Follow Here To Purchase Searching for Wallenberg: A Novel


Author: Alan Lelchuk'

Publisher: Madel Vilar Press

ISBN: 978-1-942134-4-6

Alan Lelchuk's most recent novel, Searching for Wallenberg is a mixture of fact with fiction and a little humor thrown in for good measure. Lelchuk uses the voice of a Dartmouth College Professor, Manny Gellerman to narrate his meticulously researched 266-page novel that certainly commands our attention even though it may be a trifle improbable, nonetheless has a terrific narrative drive with a splendid gallery of characters.

And if you don't know who Wallenberg was or to refresh your memory, he was a Swedish architect, businessman, humanitarian who is widely known for having saved thousand of Jews in Nazi-occupied Hungary during the Holocaust from German Nazis and Hungarian Fascists during the latter stages of the war. While serving as Sweden's special envoy in Budapest between July and December 1944, Wallenberg issued protective passports and sheltered Jews in buildings designated as Swedish territory. In January of 1945 it was alleged that during the Siege of Budapest by the Red Army he was detained by the Soviets on suspicion that he was a spy and subsequently mysteriously disappeared. A later report indicated that he had died in 1947 while he was a prisoner in Lybianka, the KGB headquarters and affiliated prison in Moscow.

Lelchuk informs his readers in his introduction that he first began researching the life of Wallenberg while he was teaching in Budapest in 2001 where he began to ponder the many mysteries associated with him. When and how did he die in Lybianka? Did he live on in some Gulag camp or psychiatric hospital? Why did he supposedly languish in a Soviet prison from 1945 to 1947 without being exchanged by the Swedish government as was the case with other political prisoners in Europe or rescued by his well-connected and wealthy family? Why did he go to bat and sacrifice himself for the Jews? Above all, the deepest mystery to Lelchuk was in finding out the living man behind the legendary persona of this noble diplomat and hero of Budapest Jews. And as he states: “the basic questions of his personal identity and motivation compelled me as I studied the perplexing history.” On the other hand, why serve the cause of trying to find out the truth about the elusive Swede? What would he do with the information if he was successful in finding out what happened to Wallenberg.

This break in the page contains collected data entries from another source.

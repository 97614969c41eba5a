//! # Engine Configuration
//!
//! Everything the engine needs that is not part of a design: fixed labels,
//! the verification base URL, asset limits, and viewport/history tuning.
//!
//! Loaded from an optional JSON file; every field has a default, so a
//! partial file only overrides what it names.
//!
//! ```json
//! {
//!   "verificationBaseUrl": "https://certs.example.org",
//!   "labels": { "certificateTitle": "Certificate of Completion" }
//! }
//! ```

use std::path::Path;

use serde::{Deserialize, Serialize};

use crate::error::InsigniaError;
use crate::history::HISTORY_CAP;
use crate::render::viewport::DEFAULT_MARGIN;

/// Recommended cap for ingested asset files (5 MiB).
pub const DEFAULT_MAX_ASSET_BYTES: u64 = 5 * 1024 * 1024;

/// Fixed document text that is not part of the design or the content record.
#[derive(Debug, Clone, PartialEq, Serialize, Deserialize)]
#[serde(default, rename_all = "camelCase")]
pub struct Labels {
    pub certificate_title: String,
    pub boilerplate: String,
    /// Second-language boilerplate, shown when the design is bilingual.
    pub boilerplate_secondary: String,
    pub card_issuer: String,
    pub card_brand: String,
    pub card_back_header: String,
    pub issued_caption: String,
    pub id_caption: String,
}

impl Default for Labels {
    fn default() -> Self {
        Self {
            certificate_title: "Certificate".into(),
            boilerplate: "This is to certify that".into(),
            boilerplate_secondary: "Nous certifions que".into(),
            card_issuer: "Identity Card".into(),
            card_brand: "Issued under the authority of the certifying organisation".into(),
            card_back_header: "Cardholder Information".into(),
            issued_caption: "Issued".into(),
            id_caption: "ID".into(),
        }
    }
}

/// Engine-wide settings.
#[derive(Debug, Clone, PartialEq, Serialize, Deserialize)]
#[serde(default, rename_all = "camelCase")]
pub struct EngineConfig {
    /// Base of the QR verification URL (`<base>/verify/<id>`).
    pub verification_base_url: String,
    pub labels: Labels,
    /// Largest asset file accepted by ingestion, in bytes.
    pub max_asset_bytes: u64,
    /// Inset kept free around the document in the viewport, in px.
    pub viewport_margin: f32,
    pub history_cap: usize,
}

impl Default for EngineConfig {
    fn default() -> Self {
        Self {
            verification_base_url: "https://verify.example.org".into(),
            labels: Labels::default(),
            max_asset_bytes: DEFAULT_MAX_ASSET_BYTES,
            viewport_margin: DEFAULT_MARGIN,
            history_cap: HISTORY_CAP,
        }
    }
}

impl EngineConfig {
    /// Load from a JSON file.
    pub fn load(path: &Path) -> Result<Self, InsigniaError> {
        let text = std::fs::read_to_string(path).map_err(|e| {
            InsigniaError::Config(format!("Failed to read {}: {}", path.display(), e))
        })?;
        Self::from_json(&text)
    }

    pub fn from_json(text: &str) -> Result<Self, InsigniaError> {
        serde_json::from_str(text).map_err(|e| InsigniaError::Config(e.to_string()))
    }

    /// Load `path` if given, otherwise defaults.
    pub fn load_or_default(path: Option<&Path>) -> Result<Self, InsigniaError> {
        match path {
            Some(p) => Self::load(p),
            None => Ok(Self::default()),
        }
    }
}

#[cfg(test)]
mod tests {
    use super::*;

    #[test]
    fn test_partial_config_keeps_defaults() {
        let config = EngineConfig::from_json(
            r#"{"verificationBaseUrl":"https://certs.test","labels":{"certificateTitle":"Diploma"}}"#,
        )
        .unwrap();
        assert_eq!(config.verification_base_url, "https://certs.test");
        assert_eq!(config.labels.certificate_title, "Diploma");
        assert_eq!(config.labels.boilerplate, "This is to certify that");
        assert_eq!(config.history_cap, HISTORY_CAP);
        assert_eq!(config.max_asset_bytes, DEFAULT_MAX_ASSET_BYTES);
    }

    #[test]
    fn test_bad_config_is_config_error() {
        let err = EngineConfig::from_json("{").unwrap_err();
        assert!(matches!(err, InsigniaError::Config(_)));
    }

    #[test]
    fn test_missing_file() {
        let err = EngineConfig::load(Path::new("/nonexistent/insignia.json")).unwrap_err();
        assert!(err.to_string().contains("Failed to read"));
    }
}
//! # Viewport Scaler
//!
//! Fits a fixed-size logical document into a variable-size container.
//!
//! ```text
//! scale = min((cw − margin) / dw, (ch − margin) / dh, 1.0)
//! ```
//!
//! The document is never upscaled, and the scaled document always fits the
//! container. When the container is smaller than the margin the inset is
//! dropped for that axis so the scale stays positive.

use crate::design::Orientation;
use crate::document::{Mode, PageGeometry};

/// Display inset around the document, in container px.
pub const DEFAULT_MARGIN: f32 = 32.0;

/// Returned for degenerate (non-positive or non-finite) input.
pub const MIN_SCALE: f32 = 0.01;

fn available(container: f32, margin: f32) -> f32 {
    if container > margin {
        container - margin
    } else {
        container
    }
}

/// Scale factor for a document of `dw × dh` in a `cw × ch` container.
pub fn fit(cw: f32, ch: f32, dw: f32, dh: f32) -> f32 {
    fit_with_margin(cw, ch, dw, dh, DEFAULT_MARGIN)
}

/// [`fit`] with an explicit margin.
pub fn fit_with_margin(cw: f32, ch: f32, dw: f32, dh: f32, margin: f32) -> f32 {
    let inputs = [cw, ch, dw, dh];
    if inputs.iter().any(|v| !v.is_finite() || *v <= 0.0) {
        return MIN_SCALE;
    }
    let margin = if margin.is_finite() { margin.max(0.0) } else { 0.0 };

    let sx = available(cw, margin) / dw;
    let sy = available(ch, margin) / dh;
    let scale = sx.min(sy).min(1.0);
    if scale > 0.0 { scale } else { MIN_SCALE }
}

/// Tracks container size and current document, recomputing the scale
/// whenever either changes.
#[derive(Debug, Clone)]
pub struct Viewport {
    container: (f32, f32),
    page: PageGeometry,
    margin: f32,
    scale: f32,
}

impl Viewport {
    pub fn new(container_width: f32, container_height: f32, page: PageGeometry) -> Self {
        Self::with_margin(container_width, container_height, page, DEFAULT_MARGIN)
    }

    pub fn with_margin(
        container_width: f32,
        container_height: f32,
        page: PageGeometry,
        margin: f32,
    ) -> Self {
        let mut viewport = Self {
            container: (container_width, container_height),
            page,
            margin,
            scale: 1.0,
        };
        viewport.recompute();
        viewport
    }

    pub fn scale(&self) -> f32 {
        self.scale
    }

    pub fn page(&self) -> PageGeometry {
        self.page
    }

    /// Displayed document size in container px.
    pub fn display_size(&self) -> (f32, f32) {
        (self.page.width * self.scale, self.page.height * self.scale)
    }

    /// Container resized.
    pub fn resize(&mut self, width: f32, height: f32) -> f32 {
        self.container = (width, height);
        self.recompute()
    }

    /// Mode, orientation, or tab changed.
    pub fn set_document(&mut self, mode: Mode, orientation: Orientation) -> f32 {
        self.page = PageGeometry::for_mode(mode, orientation);
        self.recompute()
    }

    fn recompute(&mut self) -> f32 {
        self.scale = fit_with_margin(
            self.container.0,
            self.container.1,
            self.page.width,
            self.page.height,
            self.margin,
        );
        self.scale
    }
}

The narrative unfolds when one of Gellerman's students, Angela Robinson has just returned from a fact finding trip to Budapest and informs Gellerman that she believes she has uncovered Hungarian members of Wallenberg's family who are still alive and kicking. It was during the gathering of material for her graduate student's thesis about the fate of Wallenberg when she met an eccentric fifty year old woman, Zsuzsanna Frank Wallenberg who claims to be Wallenberg's daughter and that her own daughter is his granddaughter. Subsequently, Gellerman receives an email from someone acting on behalf of Zsuzsanna inquiring about the legitimacy of Angela to which he assures the sender of the email that she is on the up-and-up. Moreover, he would like to hear from Zsuzanna little realizing that this would set in motion an incredulous journey that would ultimately lead to an ongoing mystery with a series of traps along the way involving an Hungarian woman's farfetched tale “worthy of an Isaac B. Singer story, filled with miraculous faith and fairytale myth,” as Gellerman describes it. He does admit that it may be speculative, and even fabricated and fanciful, but nonetheless it must be checked out, and that he does over the course of a year.

Abundantly clever, Lelchuk entertains his readers on a grand scale with much to ponder about. His writing is incredibly powerful and insightful as he constructs his narrative from the perspective of fiction rather than history as a result of the many spaces and gaps that exist pertain to this mysterious hero and thus enabling him to imagine would might have really happened in the past.